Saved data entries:
----------------

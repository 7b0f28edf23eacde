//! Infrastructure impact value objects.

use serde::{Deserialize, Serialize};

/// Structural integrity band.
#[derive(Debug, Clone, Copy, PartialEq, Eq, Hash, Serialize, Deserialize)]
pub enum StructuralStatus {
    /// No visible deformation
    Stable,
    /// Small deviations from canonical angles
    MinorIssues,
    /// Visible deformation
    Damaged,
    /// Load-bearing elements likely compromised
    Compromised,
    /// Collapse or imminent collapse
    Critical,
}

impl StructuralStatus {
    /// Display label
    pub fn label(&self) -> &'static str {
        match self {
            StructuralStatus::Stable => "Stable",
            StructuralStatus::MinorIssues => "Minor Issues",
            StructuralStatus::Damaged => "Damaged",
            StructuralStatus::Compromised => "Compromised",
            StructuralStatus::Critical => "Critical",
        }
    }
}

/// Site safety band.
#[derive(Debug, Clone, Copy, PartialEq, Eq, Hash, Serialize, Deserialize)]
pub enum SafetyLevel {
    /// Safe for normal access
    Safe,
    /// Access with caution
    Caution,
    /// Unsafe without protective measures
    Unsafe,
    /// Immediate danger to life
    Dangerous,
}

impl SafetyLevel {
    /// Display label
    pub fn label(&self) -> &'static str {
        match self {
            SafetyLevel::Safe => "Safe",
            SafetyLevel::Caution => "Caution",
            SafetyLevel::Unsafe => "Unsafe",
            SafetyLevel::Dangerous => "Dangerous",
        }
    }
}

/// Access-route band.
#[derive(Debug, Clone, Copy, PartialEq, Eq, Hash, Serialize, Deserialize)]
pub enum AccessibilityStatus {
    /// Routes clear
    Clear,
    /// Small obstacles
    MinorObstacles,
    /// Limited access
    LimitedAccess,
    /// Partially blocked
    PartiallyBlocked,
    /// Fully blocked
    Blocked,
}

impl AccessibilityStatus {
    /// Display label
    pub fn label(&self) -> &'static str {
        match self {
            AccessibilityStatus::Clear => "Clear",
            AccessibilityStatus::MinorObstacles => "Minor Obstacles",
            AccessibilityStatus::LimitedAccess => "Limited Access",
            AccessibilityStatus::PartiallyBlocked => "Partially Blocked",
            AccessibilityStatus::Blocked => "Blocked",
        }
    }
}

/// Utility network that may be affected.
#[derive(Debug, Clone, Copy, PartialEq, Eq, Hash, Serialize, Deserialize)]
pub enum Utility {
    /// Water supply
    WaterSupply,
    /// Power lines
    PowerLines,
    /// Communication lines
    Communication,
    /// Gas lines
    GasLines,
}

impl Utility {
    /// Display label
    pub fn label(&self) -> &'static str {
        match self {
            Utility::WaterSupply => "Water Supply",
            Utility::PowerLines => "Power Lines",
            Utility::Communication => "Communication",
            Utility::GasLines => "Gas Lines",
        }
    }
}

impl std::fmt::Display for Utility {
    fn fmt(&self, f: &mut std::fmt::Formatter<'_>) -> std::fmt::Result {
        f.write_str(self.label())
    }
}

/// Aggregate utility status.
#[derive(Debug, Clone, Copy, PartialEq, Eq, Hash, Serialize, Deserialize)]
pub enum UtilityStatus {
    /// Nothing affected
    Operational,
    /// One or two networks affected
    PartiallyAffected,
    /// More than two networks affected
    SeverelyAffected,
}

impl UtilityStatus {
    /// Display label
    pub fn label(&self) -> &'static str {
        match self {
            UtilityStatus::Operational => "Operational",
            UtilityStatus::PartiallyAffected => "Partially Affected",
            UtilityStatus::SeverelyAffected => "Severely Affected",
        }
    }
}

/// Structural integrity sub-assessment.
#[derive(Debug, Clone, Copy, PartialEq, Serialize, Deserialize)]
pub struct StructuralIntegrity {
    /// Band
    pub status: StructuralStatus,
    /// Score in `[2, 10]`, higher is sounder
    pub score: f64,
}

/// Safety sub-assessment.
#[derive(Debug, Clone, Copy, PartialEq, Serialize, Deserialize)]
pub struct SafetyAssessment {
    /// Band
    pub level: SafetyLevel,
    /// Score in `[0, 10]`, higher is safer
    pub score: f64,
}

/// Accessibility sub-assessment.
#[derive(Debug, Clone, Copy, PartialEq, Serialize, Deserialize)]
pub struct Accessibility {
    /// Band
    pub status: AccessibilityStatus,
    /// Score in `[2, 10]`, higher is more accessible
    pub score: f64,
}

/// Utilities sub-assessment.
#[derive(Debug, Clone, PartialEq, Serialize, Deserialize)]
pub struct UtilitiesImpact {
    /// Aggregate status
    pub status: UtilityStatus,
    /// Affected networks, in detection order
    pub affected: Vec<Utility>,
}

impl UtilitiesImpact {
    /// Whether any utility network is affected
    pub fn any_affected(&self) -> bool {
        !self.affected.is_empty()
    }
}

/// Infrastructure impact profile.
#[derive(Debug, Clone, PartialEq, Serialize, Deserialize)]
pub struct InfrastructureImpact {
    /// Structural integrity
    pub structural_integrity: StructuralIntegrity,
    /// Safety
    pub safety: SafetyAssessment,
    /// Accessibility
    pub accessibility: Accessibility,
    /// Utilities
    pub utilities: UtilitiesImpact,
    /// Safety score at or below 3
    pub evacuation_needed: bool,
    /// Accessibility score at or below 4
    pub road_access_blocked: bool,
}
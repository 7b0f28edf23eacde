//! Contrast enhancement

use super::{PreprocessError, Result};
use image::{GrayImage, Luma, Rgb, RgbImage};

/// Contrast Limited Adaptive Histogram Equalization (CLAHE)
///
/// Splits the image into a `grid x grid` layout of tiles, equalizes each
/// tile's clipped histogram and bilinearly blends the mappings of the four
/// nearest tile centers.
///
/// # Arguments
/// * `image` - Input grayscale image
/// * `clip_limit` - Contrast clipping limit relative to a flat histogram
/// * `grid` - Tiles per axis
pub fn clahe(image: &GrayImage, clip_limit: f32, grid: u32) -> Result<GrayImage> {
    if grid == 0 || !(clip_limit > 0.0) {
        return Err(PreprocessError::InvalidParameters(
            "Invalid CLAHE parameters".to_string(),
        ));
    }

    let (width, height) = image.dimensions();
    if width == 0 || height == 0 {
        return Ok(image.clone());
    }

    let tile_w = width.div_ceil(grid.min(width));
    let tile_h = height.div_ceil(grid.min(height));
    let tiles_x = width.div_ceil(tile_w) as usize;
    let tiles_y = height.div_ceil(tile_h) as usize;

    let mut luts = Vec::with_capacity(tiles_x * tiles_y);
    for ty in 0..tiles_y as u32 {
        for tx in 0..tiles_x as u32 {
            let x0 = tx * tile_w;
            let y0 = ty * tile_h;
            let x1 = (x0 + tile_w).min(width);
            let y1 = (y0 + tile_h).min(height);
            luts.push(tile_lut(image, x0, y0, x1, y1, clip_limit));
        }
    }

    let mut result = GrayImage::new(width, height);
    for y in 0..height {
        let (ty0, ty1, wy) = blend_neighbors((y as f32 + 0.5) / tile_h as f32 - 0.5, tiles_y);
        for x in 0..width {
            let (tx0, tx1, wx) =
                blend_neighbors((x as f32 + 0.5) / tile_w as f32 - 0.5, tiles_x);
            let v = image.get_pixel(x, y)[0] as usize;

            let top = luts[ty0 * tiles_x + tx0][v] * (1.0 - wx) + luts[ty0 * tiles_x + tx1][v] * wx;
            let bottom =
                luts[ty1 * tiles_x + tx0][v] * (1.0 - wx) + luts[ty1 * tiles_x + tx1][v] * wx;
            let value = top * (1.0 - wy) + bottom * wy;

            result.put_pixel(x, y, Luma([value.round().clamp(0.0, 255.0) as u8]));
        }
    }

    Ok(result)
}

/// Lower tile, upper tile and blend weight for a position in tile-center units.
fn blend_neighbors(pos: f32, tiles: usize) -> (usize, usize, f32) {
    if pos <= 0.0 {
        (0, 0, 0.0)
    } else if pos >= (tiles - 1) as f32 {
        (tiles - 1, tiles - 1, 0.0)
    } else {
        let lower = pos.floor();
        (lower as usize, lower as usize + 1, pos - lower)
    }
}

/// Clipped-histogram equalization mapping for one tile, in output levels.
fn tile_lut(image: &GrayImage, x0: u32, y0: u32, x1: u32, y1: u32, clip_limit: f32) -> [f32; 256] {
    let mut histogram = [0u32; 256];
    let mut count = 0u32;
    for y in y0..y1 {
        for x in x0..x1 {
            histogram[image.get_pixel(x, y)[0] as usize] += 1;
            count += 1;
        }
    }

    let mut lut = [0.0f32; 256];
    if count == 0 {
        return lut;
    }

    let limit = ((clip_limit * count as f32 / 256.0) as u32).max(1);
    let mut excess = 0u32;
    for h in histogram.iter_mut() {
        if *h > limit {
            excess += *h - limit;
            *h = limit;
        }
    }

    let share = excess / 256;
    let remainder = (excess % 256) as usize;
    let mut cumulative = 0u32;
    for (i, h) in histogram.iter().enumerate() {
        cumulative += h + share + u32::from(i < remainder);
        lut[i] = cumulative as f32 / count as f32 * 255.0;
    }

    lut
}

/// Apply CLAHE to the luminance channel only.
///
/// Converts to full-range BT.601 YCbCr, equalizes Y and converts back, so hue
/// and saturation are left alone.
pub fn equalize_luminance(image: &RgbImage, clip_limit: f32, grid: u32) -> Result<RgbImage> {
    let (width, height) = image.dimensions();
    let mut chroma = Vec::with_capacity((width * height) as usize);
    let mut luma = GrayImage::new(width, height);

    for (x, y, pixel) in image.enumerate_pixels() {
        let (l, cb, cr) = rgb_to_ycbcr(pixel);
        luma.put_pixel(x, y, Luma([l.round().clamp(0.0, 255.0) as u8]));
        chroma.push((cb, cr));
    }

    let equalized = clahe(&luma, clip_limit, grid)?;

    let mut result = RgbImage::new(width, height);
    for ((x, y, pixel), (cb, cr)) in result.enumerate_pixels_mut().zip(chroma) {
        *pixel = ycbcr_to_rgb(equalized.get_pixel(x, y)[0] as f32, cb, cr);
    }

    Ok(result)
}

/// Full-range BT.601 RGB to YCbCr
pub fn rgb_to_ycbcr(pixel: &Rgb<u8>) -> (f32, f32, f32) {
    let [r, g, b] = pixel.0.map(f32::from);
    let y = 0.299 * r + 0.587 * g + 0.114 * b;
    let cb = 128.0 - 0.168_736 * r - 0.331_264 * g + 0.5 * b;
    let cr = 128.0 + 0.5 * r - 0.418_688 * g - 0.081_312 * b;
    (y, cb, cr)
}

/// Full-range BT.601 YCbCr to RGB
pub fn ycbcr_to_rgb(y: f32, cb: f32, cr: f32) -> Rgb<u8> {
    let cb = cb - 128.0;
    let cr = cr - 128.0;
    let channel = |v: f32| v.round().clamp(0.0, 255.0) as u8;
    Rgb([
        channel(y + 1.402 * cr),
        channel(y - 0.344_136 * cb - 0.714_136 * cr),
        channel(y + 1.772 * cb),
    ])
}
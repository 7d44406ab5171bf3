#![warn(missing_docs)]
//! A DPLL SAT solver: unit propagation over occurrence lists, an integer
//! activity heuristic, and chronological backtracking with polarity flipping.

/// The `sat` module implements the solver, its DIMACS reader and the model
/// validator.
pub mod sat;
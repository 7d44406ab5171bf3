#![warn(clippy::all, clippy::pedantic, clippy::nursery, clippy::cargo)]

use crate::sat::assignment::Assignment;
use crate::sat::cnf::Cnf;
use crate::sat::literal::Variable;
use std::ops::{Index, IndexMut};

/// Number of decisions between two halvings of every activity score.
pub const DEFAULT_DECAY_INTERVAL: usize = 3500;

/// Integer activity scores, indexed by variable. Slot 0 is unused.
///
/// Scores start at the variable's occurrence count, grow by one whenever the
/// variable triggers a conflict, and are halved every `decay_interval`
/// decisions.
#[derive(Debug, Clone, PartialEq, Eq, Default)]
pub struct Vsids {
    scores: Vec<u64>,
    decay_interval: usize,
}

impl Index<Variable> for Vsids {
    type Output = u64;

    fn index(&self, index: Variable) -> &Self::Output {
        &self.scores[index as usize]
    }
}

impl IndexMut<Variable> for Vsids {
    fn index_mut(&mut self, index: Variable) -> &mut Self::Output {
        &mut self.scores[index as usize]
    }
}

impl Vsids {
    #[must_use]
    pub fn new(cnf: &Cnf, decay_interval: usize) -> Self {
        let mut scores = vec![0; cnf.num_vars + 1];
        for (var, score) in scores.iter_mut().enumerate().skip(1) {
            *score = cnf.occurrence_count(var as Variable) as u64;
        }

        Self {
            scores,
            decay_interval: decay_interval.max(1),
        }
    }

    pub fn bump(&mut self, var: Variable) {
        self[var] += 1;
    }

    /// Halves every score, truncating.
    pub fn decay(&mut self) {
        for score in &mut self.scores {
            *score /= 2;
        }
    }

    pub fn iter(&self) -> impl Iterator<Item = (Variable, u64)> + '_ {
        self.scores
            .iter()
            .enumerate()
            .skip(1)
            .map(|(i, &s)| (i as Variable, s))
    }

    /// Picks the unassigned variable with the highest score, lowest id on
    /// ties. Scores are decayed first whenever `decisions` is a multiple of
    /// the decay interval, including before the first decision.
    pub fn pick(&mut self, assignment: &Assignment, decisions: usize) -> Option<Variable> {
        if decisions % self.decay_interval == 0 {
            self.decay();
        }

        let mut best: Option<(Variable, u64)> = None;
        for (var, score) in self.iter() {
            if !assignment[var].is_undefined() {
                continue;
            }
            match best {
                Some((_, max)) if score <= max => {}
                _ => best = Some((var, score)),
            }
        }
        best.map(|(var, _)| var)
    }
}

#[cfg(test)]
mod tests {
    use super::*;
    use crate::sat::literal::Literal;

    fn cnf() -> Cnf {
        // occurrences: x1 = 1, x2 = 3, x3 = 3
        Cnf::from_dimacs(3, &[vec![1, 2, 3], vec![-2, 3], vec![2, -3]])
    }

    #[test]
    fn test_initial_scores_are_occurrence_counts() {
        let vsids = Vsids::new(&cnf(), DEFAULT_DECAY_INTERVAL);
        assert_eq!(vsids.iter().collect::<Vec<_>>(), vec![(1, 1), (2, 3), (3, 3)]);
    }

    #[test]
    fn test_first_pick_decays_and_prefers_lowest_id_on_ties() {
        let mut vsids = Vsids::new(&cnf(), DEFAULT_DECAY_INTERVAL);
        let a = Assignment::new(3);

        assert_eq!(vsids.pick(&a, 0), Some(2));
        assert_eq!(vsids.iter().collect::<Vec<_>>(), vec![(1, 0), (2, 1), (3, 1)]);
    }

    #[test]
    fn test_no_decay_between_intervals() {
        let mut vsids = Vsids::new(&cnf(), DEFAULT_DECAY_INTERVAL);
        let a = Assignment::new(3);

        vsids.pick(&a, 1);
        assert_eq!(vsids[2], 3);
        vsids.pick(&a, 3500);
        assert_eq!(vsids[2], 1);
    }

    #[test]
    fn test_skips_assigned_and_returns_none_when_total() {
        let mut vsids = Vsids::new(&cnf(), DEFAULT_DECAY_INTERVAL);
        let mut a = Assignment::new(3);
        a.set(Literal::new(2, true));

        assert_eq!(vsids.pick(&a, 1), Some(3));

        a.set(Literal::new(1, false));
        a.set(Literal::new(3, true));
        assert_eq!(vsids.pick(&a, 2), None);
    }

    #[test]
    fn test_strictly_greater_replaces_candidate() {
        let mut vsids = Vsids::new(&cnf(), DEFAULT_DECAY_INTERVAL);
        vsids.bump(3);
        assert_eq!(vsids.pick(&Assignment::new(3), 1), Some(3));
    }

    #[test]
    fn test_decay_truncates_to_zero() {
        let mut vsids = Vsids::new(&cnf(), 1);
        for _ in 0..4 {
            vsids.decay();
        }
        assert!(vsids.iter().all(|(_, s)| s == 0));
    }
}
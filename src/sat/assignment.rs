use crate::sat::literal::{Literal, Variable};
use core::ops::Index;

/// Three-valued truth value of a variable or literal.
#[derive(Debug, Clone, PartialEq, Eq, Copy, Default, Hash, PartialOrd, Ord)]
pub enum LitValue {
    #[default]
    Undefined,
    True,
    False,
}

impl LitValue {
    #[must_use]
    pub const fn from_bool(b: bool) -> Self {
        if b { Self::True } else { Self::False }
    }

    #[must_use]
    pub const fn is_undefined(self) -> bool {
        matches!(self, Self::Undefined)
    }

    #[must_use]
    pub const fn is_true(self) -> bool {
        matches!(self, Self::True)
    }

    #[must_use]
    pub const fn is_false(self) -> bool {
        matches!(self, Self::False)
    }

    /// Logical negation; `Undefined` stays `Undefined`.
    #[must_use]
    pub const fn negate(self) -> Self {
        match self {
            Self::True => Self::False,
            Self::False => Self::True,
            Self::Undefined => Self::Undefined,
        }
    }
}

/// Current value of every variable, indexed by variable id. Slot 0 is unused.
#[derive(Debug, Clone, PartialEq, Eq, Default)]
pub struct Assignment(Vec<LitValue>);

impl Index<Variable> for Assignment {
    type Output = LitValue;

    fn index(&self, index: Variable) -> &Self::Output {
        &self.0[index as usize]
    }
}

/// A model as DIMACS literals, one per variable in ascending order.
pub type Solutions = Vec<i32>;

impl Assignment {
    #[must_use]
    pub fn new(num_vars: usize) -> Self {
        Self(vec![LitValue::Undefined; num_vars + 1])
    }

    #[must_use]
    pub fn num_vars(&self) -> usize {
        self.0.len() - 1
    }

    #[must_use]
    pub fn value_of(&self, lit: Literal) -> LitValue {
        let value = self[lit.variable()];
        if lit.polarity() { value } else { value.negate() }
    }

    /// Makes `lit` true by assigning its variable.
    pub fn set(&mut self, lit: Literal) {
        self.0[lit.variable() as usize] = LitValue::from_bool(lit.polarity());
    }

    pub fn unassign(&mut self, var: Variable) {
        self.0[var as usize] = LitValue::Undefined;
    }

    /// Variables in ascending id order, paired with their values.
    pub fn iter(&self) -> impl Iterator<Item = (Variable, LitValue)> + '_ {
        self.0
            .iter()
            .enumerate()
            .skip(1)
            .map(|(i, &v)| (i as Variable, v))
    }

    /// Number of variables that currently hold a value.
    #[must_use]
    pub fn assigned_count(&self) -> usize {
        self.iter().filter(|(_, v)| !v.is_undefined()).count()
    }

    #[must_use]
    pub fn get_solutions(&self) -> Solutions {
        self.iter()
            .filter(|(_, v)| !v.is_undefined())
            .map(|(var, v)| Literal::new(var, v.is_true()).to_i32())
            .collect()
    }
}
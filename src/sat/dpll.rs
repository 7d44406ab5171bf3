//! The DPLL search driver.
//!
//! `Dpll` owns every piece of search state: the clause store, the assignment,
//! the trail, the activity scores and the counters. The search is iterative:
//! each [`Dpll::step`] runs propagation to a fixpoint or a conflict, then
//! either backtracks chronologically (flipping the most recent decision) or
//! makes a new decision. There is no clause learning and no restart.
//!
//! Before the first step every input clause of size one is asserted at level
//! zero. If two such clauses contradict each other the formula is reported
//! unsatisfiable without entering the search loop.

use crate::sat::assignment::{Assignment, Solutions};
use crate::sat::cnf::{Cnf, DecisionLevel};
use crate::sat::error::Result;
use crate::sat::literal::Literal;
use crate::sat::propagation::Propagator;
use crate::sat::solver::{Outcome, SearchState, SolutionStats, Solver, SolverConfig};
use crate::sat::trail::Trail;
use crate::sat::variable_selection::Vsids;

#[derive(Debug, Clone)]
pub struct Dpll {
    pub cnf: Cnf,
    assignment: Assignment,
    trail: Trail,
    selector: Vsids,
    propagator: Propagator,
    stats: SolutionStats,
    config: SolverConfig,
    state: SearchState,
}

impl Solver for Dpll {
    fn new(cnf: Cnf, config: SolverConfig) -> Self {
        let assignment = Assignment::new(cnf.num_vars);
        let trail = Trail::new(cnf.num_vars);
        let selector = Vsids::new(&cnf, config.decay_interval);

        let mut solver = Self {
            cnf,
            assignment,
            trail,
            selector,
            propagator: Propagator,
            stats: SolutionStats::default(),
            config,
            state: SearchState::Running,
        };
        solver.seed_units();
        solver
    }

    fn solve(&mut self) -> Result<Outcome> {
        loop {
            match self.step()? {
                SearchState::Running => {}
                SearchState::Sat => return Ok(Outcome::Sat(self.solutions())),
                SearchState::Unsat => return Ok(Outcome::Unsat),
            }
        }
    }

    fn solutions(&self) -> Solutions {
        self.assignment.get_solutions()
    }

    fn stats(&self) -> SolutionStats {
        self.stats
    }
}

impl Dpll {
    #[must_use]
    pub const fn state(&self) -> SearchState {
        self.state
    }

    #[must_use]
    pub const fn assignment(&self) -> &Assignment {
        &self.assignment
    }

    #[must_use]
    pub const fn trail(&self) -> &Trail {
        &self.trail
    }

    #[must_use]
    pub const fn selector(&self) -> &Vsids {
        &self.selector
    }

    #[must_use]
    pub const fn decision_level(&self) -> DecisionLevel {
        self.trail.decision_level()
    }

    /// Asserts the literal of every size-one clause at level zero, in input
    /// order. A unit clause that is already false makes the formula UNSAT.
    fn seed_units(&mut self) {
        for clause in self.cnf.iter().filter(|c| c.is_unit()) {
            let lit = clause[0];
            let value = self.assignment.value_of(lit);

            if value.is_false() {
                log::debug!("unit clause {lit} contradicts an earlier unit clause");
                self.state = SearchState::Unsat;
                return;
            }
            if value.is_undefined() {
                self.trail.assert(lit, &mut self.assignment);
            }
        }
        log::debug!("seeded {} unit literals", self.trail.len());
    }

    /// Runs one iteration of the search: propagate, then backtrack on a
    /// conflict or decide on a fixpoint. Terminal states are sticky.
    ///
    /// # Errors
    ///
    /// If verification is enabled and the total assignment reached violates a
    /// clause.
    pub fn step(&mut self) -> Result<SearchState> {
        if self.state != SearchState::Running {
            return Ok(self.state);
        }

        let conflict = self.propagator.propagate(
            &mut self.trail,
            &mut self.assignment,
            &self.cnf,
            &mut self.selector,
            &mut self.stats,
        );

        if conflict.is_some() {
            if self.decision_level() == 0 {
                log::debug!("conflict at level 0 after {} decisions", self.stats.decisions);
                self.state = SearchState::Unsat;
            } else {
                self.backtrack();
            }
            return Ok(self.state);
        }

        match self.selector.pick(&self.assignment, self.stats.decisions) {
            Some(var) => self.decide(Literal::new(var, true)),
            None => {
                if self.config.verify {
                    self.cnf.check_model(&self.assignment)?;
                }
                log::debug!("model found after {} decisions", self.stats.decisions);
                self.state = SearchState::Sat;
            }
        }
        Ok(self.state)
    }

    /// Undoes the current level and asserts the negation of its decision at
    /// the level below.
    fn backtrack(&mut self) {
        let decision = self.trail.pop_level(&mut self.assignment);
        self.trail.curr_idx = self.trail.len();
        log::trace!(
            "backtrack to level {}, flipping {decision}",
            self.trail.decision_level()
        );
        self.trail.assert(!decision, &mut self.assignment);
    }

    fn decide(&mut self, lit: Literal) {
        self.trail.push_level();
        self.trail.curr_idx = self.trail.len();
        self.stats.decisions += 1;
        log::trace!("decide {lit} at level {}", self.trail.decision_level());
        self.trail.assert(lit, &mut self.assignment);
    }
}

----------------

EXERCISE BRIEF
Among the entries above, how many lines include the word "PowerLines"? Give the number with no comment.

RESPONSE BOX
2